Chapter 6: Exploring the Business Object Pattern


Overview

The previous three chapters worked through the base patterns at the heart of Web Services:

  • The Service-Oriented Architecture pattern forms the architectural pattern of Web Services.

  • The Architecture Adapter pattern showed the mechanism for translating Web Service interactions into underlying service implementations .

  • The Service Directory pattern showed the mechanism for retrieving metadata about a Web Service, and that metadata resides in the Universal Description, Discovery, and Integration (UDDI) directory typically used with Web Services.

Because Web Services are the integration technology of choice for the P.T. Monday Coffee Company application, it is critical that you understand these base Web Service patterns to some level of detail. With this knowledge, you become more effective at creating your Web Services and even designing your service implementations.

Starting with this chapter, you will look at traditional object-oriented structures and how they translate into the Web Service environment. For the next four chapters, you will increase the complexity and responsibilities of the structures that you represent to external users. This chapter starts with a relatively simple concept of a business object; by the end of Chapter 9, "Exploring the Asynchronous Business Process Pattern," you will be dealing with the basics of business processes and the orchestration of the underlying business objects and business activities to fulfill a business task.

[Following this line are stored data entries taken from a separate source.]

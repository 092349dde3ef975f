//! HTTP surface: the single verification page plus its JSON and SSE endpoints.
//!
//! - `GET /` - the page
//! - `POST /api/verify` - run a verification, answer with the full report
//! - `GET /api/verify/stream?statement=..` - same run as server-sent events
//! - `GET /health` - liveness

mod handlers;
pub mod types;

use anyhow::{Context, Result};
use axum::{
    routing::{get, post},
    Router,
};
use tower_http::trace::TraceLayer;
use tracing::info;

use crate::state::AppState;

pub fn create_router(state: AppState) -> Router {
    Router::new()
        .route("/", get(handlers::index_handler))
        .route("/health", get(handlers::health_handler))
        .route("/api/verify", post(handlers::verify_handler))
        .route("/api/verify/stream", get(handlers::verify_stream_handler))
        .layer(axum::extract::DefaultBodyLimit::max(64 * 1024))
        .layer(TraceLayer::new_for_http())
        .with_state(state)
}

pub async fn run_server(addr: &str, state: AppState) -> Result<()> {
    let router = create_router(state);

    let listener = tokio::net::TcpListener::bind(addr)
        .await
        .with_context(|| format!("Bind failed on {}", addr))?;

    info!("News verification server listening on http://{}", addr);

    axum::serve(listener, router)
        .await
        .context("Server error")
}
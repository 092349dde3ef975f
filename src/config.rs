use std::str::FromStr;
use std::time::Duration;

use anyhow::{anyhow, Context, Result};
use tracing::Level;

/// Process-wide settings, read once at startup.
#[derive(Debug, Clone)]
pub struct Config {
    pub llm_api_key: String,
    pub llm_base_url: String,
    pub llm_model: String,
    /// Sampling overrides; `None` keeps the model default.
    pub llm_temperature: Option<f32>,
    pub llm_max_output_tokens: Option<u32>,
    pub search_api_key: String,
    pub search_base_url: String,
    pub search_max_results: u32,
    /// Pause after each successful assumption evaluation.
    pub eval_delay: Duration,
    pub http_timeout: Duration,
    pub bind_addr: String,
    pub max_concurrent_runs: usize,
    pub log_level: Level,
}

impl Config {
    pub fn from_env() -> Result<Self> {
        Self::from_lookup(|key| dotenv::var(key).ok())
    }

    /// Build a config from an arbitrary key lookup. `from_env` wires this to
    /// the process environment (plus `.env`).
    pub fn from_lookup<F>(lookup: F) -> Result<Self>
    where
        F: Fn(&str) -> Option<String>,
    {
        let get = |key: &str| lookup(key).map(|v| v.trim().to_string()).filter(|v| !v.is_empty());
        let require = |key: &str| get(key).ok_or_else(|| anyhow!("{} required", key));

        Ok(Self {
            llm_api_key: require("GEMINI_API_KEY")?,
            llm_base_url: get("LLM_BASE_URL")
                .unwrap_or_else(|| "https://generativelanguage.googleapis.com".to_string()),
            llm_model: get("LLM_MODEL").unwrap_or_else(|| "gemini-1.5-flash".to_string()),
            llm_temperature: parse_opt(get("LLM_TEMPERATURE"), "LLM_TEMPERATURE")?,
            llm_max_output_tokens: parse_opt(
                get("LLM_MAX_OUTPUT_TOKENS"),
                "LLM_MAX_OUTPUT_TOKENS",
            )?,
            search_api_key: require("TAVILY_API_KEY")?,
            search_base_url: get("SEARCH_BASE_URL")
                .unwrap_or_else(|| "https://api.tavily.com".to_string()),
            search_max_results: parse_or(get("SEARCH_MAX_RESULTS"), "SEARCH_MAX_RESULTS", 5)?,
            eval_delay: Duration::from_millis(parse_or(get("EVAL_DELAY_MS"), "EVAL_DELAY_MS", 1000)?),
            http_timeout: Duration::from_secs(parse_or(
                get("HTTP_TIMEOUT_SECS"),
                "HTTP_TIMEOUT_SECS",
                120,
            )?),
            bind_addr: get("BIND_ADDR").unwrap_or_else(|| "127.0.0.1:8501".to_string()),
            max_concurrent_runs: parse_or::<usize>(get("MAX_CONCURRENT_RUNS"), "MAX_CONCURRENT_RUNS", 1)?
                .max(1),
            log_level: parse_or(get("LOG_LEVEL"), "LOG_LEVEL", Level::INFO)?,
        })
    }
}

fn parse_or<T>(raw: Option<String>, key: &str, default: T) -> Result<T>
where
    T: FromStr,
    T::Err: std::error::Error + Send + Sync + 'static,
{
    Ok(parse_opt(raw, key)?.unwrap_or(default))
}

fn parse_opt<T>(raw: Option<String>, key: &str) -> Result<Option<T>>
where
    T: FromStr,
    T::Err: std::error::Error + Send + Sync + 'static,
{
    raw.map(|v| {
        v.parse::<T>()
            .with_context(|| format!("Invalid value for {}: {:?}", key, v))
    })
    .transpose()
}

#[cfg(test)]
mod tests {
    use super::*;
    use std::collections::HashMap;

    fn lookup(pairs: &[(&str, &str)]) -> impl Fn(&str) -> Option<String> {
        let map: HashMap<String, String> = pairs
            .iter()
            .map(|(k, v)| (k.to_string(), v.to_string()))
            .collect();
        move |key: &str| map.get(key).cloned()
    }

    #[test]
    fn test_defaults() {
        let config =
            Config::from_lookup(lookup(&[("GEMINI_API_KEY", "g"), ("TAVILY_API_KEY", "t")]))
                .unwrap();
        assert_eq!(config.llm_model, "gemini-1.5-flash");
        assert_eq!(config.eval_delay, Duration::from_secs(1));
        assert_eq!(config.search_max_results, 5);
        assert_eq!(config.max_concurrent_runs, 1);
        assert_eq!(config.log_level, Level::INFO);
        assert_eq!(config.bind_addr, "127.0.0.1:8501");
        assert_eq!(config.llm_temperature, None);
        assert_eq!(config.llm_max_output_tokens, None);
    }

    #[test]
    fn test_missing_key_is_fatal() {
        let err = Config::from_lookup(lookup(&[("GEMINI_API_KEY", "g")])).unwrap_err();
        assert!(err.to_string().contains("TAVILY_API_KEY"));

        let err = Config::from_lookup(lookup(&[("GEMINI_API_KEY", "  "), ("TAVILY_API_KEY", "t")]))
            .unwrap_err();
        assert!(err.to_string().contains("GEMINI_API_KEY"));
    }

    #[test]
    fn test_overrides() {
        let config = Config::from_lookup(lookup(&[
            ("GEMINI_API_KEY", "g"),
            ("TAVILY_API_KEY", "t"),
            ("EVAL_DELAY_MS", "0"),
            ("MAX_CONCURRENT_RUNS", "0"),
            ("LOG_LEVEL", "debug"),
            ("LLM_TEMPERATURE", "0.2"),
            ("LLM_MAX_OUTPUT_TOKENS", "8192"),
        ]))
        .unwrap();
        assert_eq!(config.llm_temperature, Some(0.2));
        assert_eq!(config.llm_max_output_tokens, Some(8192));
        assert_eq!(config.eval_delay, Duration::ZERO);
        assert_eq!(config.max_concurrent_runs, 1);
        assert_eq!(config.log_level, Level::DEBUG);
    }

    #[test]
    fn test_bad_number() {
        let err = Config::from_lookup(lookup(&[
            ("GEMINI_API_KEY", "g"),
            ("TAVILY_API_KEY", "t"),
            ("EVAL_DELAY_MS", "soon"),
        ]))
        .unwrap_err();
        assert!(err.to_string().contains("EVAL_DELAY_MS"));
    }
}
use anyhow::{bail, Context, Result};
use async_trait::async_trait;
use serde::Deserialize;

use crate::config::Config;
use crate::verify::types::Evidence;

/// Web search returning ranked evidence for a query.
#[async_trait]
pub trait EvidenceSearch: Send + Sync {
    async fn search(&self, query: &str) -> Result<Vec<Evidence>>;
}

/// Tavily search API client.
pub struct SearchClient {
    client: reqwest::Client,
    base_url: String,
    api_key: String,
    max_results: u32,
}

#[derive(Deserialize)]
struct SearchResponse {
    #[serde(default)]
    results: Vec<Evidence>,
}

impl SearchClient {
    pub fn new(config: &Config) -> Result<Self> {
        let client = reqwest::Client::builder()
            .timeout(config.http_timeout)
            .build()
            .context("Failed to create HTTP client")?;

        Ok(Self {
            client,
            base_url: config.search_base_url.clone(),
            api_key: config.search_api_key.clone(),
            max_results: config.search_max_results,
        })
    }

    fn endpoint(&self) -> String {
        let base = self.base_url.trim_end_matches('/');
        if base.ends_with("/search") {
            base.to_string()
        } else {
            format!("{}/search", base)
        }
    }
}

#[async_trait]
impl EvidenceSearch for SearchClient {
    async fn search(&self, query: &str) -> Result<Vec<Evidence>> {
        let body = serde_json::json!({
            "query": query,
            "max_results": self.max_results,
        });

        let resp = self
            .client
            .post(self.endpoint())
            .bearer_auth(&self.api_key)
            .json(&body)
            .send()
            .await
            .context("Search request failed")?;

        let status = resp.status();
        let text = resp.text().await.context("Failed to read search response")?;
        if !status.is_success() {
            bail!("Search returned {}: {}", status, text);
        }

        parse_results(&text)
    }
}

fn parse_results(text: &str) -> Result<Vec<Evidence>> {
    let parsed: SearchResponse =
        serde_json::from_str(text).context("Failed to parse search JSON")?;
    Ok(parsed.results)
}
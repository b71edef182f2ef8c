//! The client for the compute provider worker machines run on
//!
//! The provider exposes a machines api: create, start, stop, and list.
//! 429s and 5xxs are worth retrying; anything else is terminal.

mod models;

use http::StatusCode;
use std::fmt;
use tracing::instrument;

pub use models::{GuestSpec, MachineConfig, MachineSpec, ProviderMachine, RestartPolicy};

use crate::Conf;
use crate::utils::ApiError;

/// The errors the provider client can return
#[derive(Debug)]
pub enum ProviderError {
    /// The provider answered with a non success status
    Http {
        /// The status the provider answered with
        status: StatusCode,
        /// The body the provider answered with
        body: String,
    },
    /// The provider answered with a body we could not parse
    InvalidMachineResponse(String),
    /// The request never completed
    Request(reqwest::Error),
}

impl ProviderError {
    /// Whether a retry might succeed for this error
    #[must_use]
    pub fn retryable(&self) -> bool {
        match self {
            // rate limits and server errors are worth retrying
            ProviderError::Http { status, .. } => {
                *status == StatusCode::TOO_MANY_REQUESTS || status.is_server_error()
            }
            // transport level failures may be transient
            ProviderError::Request(error) => error.is_timeout() || error.is_connect(),
            ProviderError::InvalidMachineResponse(_) => false,
        }
    }
}

impl fmt::Display for ProviderError {
    fn fmt(&self, f: &mut fmt::Formatter) -> fmt::Result {
        match self {
            ProviderError::Http { status, body } => {
                write!(f, "provider returned {status}: {body}")
            }
            ProviderError::InvalidMachineResponse(msg) => {
                write!(f, "invalid machine response: {msg}")
            }
            ProviderError::Request(error) => write!(f, "provider request failed: {error}"),
        }
    }
}

impl From<reqwest::Error> for ProviderError {
    fn from(error: reqwest::Error) -> Self {
        ProviderError::Request(error)
    }
}

impl From<ProviderError> for ApiError {
    fn from(error: ProviderError) -> Self {
        ApiError::new(
            StatusCode::BAD_GATEWAY,
            Some(format!("Provider error: {error}")),
        )
    }
}

/// A client for the providers machines api
pub struct Machines {
    /// The reqwest client to send requests with
    client: reqwest::Client,
    /// The base url for the provider api
    url: String,
    /// The app machines are created under
    app: String,
    /// The token to authenticate with
    token: Option<String>,
}

impl Machines {
    /// Create a new machines client
    ///
    /// # Arguments
    ///
    /// * `conf` - The clipforge config to use
    #[must_use]
    pub fn new(conf: &Conf) -> Self {
        // build our reqwest client
        let client = reqwest::Client::builder()
            .timeout(std::time::Duration::from_secs(30))
            .build()
            .expect("Failed to build provider client");
        Machines {
            client,
            url: conf.provider.url.clone(),
            app: conf.provider.app_name.clone(),
            token: conf.provider.token.clone(),
        }
    }

    /// Build the url to a machines route
    ///
    /// # Arguments
    ///
    /// * `path` - The path under the machines collection
    fn route(&self, path: &str) -> String {
        format!("{}/apps/{}/machines{}", self.url, self.app, path)
    }

    /// Send a request and surface non success statuses as errors
    ///
    /// # Arguments
    ///
    /// * `req` - The request to send
    async fn send(&self, req: reqwest::RequestBuilder) -> Result<reqwest::Response, ProviderError> {
        // add our auth token if one is set
        let req = match &self.token {
            Some(token) => req.bearer_auth(token),
            None => req,
        };
        let resp = req.send().await?;
        let status = resp.status();
        if status.is_success() {
            Ok(resp)
        } else {
            // pull the body out for the error
            let body = resp.text().await.unwrap_or_default();
            Err(ProviderError::Http { status, body })
        }
    }

    /// Create a new machine
    ///
    /// # Arguments
    ///
    /// * `spec` - The spec to create this machine from
    #[instrument(name = "Machines::create", skip_all, err(Debug))]
    pub async fn create(&self, spec: &MachineSpec) -> Result<ProviderMachine, ProviderError> {
        let resp = self.send(self.client.post(self.route("")).json(spec)).await?;
        // the machine we get back must at least carry an id
        resp.json::<ProviderMachine>()
            .await
            .map_err(|error| ProviderError::InvalidMachineResponse(error.to_string()))
    }

    /// Start a stopped machine
    ///
    /// # Arguments
    ///
    /// * `machine` - The id of the machine to start
    #[instrument(name = "Machines::start", skip(self), err(Debug))]
    pub async fn start(&self, machine: &str) -> Result<(), ProviderError> {
        let path = format!("/{machine}/start");
        self.send(self.client.post(self.route(&path))).await?;
        Ok(())
    }

    /// Stop a running machine
    ///
    /// # Arguments
    ///
    /// * `machine` - The id of the machine to stop
    #[instrument(name = "Machines::stop", skip(self), err(Debug))]
    pub async fn stop(&self, machine: &str) -> Result<(), ProviderError> {
        let path = format!("/{machine}/stop");
        self.send(self.client.post(self.route(&path))).await?;
        Ok(())
    }

    /// List every machine under our app
    #[instrument(name = "Machines::list", skip_all, err(Debug))]
    pub async fn list(&self) -> Result<Vec<ProviderMachine>, ProviderError> {
        let resp = self.send(self.client.get(self.route(""))).await?;
        resp.json::<Vec<ProviderMachine>>()
            .await
            .map_err(|error| ProviderError::InvalidMachineResponse(error.to_string()))
    }
}

#[cfg(test)]
mod tests {
    use super::*;

    /// Build an http error for a status code
    fn http(status: u16) -> ProviderError {
        ProviderError::Http {
            status: StatusCode::from_u16(status).unwrap(),
            body: String::default(),
        }
    }

    #[test]
    fn rate_limits_and_server_errors_are_retryable() {
        assert!(http(429).retryable());
        assert!(http(500).retryable());
        assert!(http(503).retryable());
        assert!(!http(400).retryable());
        assert!(!http(404).retryable());
        assert!(!http(422).retryable());
    }

    #[test]
    fn bad_bodies_are_terminal() {
        let error = ProviderError::InvalidMachineResponse("missing id".to_owned());
        assert!(!error.retryable());
    }
}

Business objects typically embody a business concept from the real world, such as a customer, a company, an order, or a product. Business objects are natural constructs in an object-oriented world. The power of inheritance, whether by interface or implementation, can play a large role in modeling business concepts. For example, products that a company sells all have certain characteristics, such as a Stock Keeping Unit (SKU) unique identifier, a weight, and some inventory information. Products also have extended information, such as the roast of a particular bean and the roasting date. In this sense, products are good candidates for object-oriented techniques. Web Services are not an object-oriented architecture; instead, they exhibit a component structure, which is less complex on the outside than a business object. The paradigm shift from an object-oriented paradigm to aWeb Service paradigm makes the business object, business object collections, business processes, and asynchronous business processes worth examining. These patterns can teach you a great deal about the interactions between the Web Service environment and Java service implementations. Further, the P.T. Monday Coffee Company surfaces several business objects through Web Services, typically through a business object collection.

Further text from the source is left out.